■ TASK ITEM ■
Starting at the line that contains "use std::path::Path;" in the listing below, write out every line word for word until you have written the line that contains "self.bytes.len() as u64".

===== SOURCE MATERIAL =====

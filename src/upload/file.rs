// candidate file picked or dropped by the user

use std::path::Path;

use bytes::Bytes;
use tokio::fs;

use crate::utils::files::{display_file_name, get_mime_type};

/// raw file contents with the declared mime type
#[derive(Debug, Clone)]
pub struct CandidateFile {
    pub name: String,
    pub mime_type: String,
    pub bytes: Bytes,
}

impl CandidateFile {
    pub fn new(
        name: impl Into<String>,
        mime_type: impl Into<String>,
        bytes: impl Into<Bytes>,
    ) -> Self {
        Self {
            name: name.into(),
            mime_type: mime_type.into(),
            bytes: bytes.into(),
        }
    }

    /// read a file from disk, guessing the mime type from its extension
    pub async fn from_path(path: &Path) -> std::io::Result<Self> {
        let bytes = fs::read(path).await?;
        Ok(Self::new(display_file_name(path), get_mime_type(path), bytes))
    }

    pub fn size(&self) -> u64 {
        self.bytes.len() as u64
    }
}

=====

■ SOLUTION TO THIS PROBLEM ■
use std::path::Path;

use bytes::Bytes;
use tokio::fs;

use crate::utils::files::{display_file_name, get_mime_type};

/// raw file contents with the declared mime type
#[derive(Debug, Clone)]
pub struct CandidateFile {
    pub name: String,
    pub mime_type: String,
    pub bytes: Bytes,
}

impl CandidateFile {
    pub fn new(
        name: impl Into<String>,
        mime_type: impl Into<String>,
        bytes: impl Into<Bytes>,
    ) -> Self {
        Self {
            name: name.into(),
            mime_type: mime_type.into(),
            bytes: bytes.into(),
        }
    }

    /// read a file from disk, guessing the mime type from its extension
    pub async fn from_path(path: &Path) -> std::io::Result<Self> {
        let bytes = fs::read(path).await?;
        Ok(Self::new(display_file_name(path), get_mime_type(path), bytes))
    }

    pub fn size(&self) -> u64 {
        self.bytes.len() as u64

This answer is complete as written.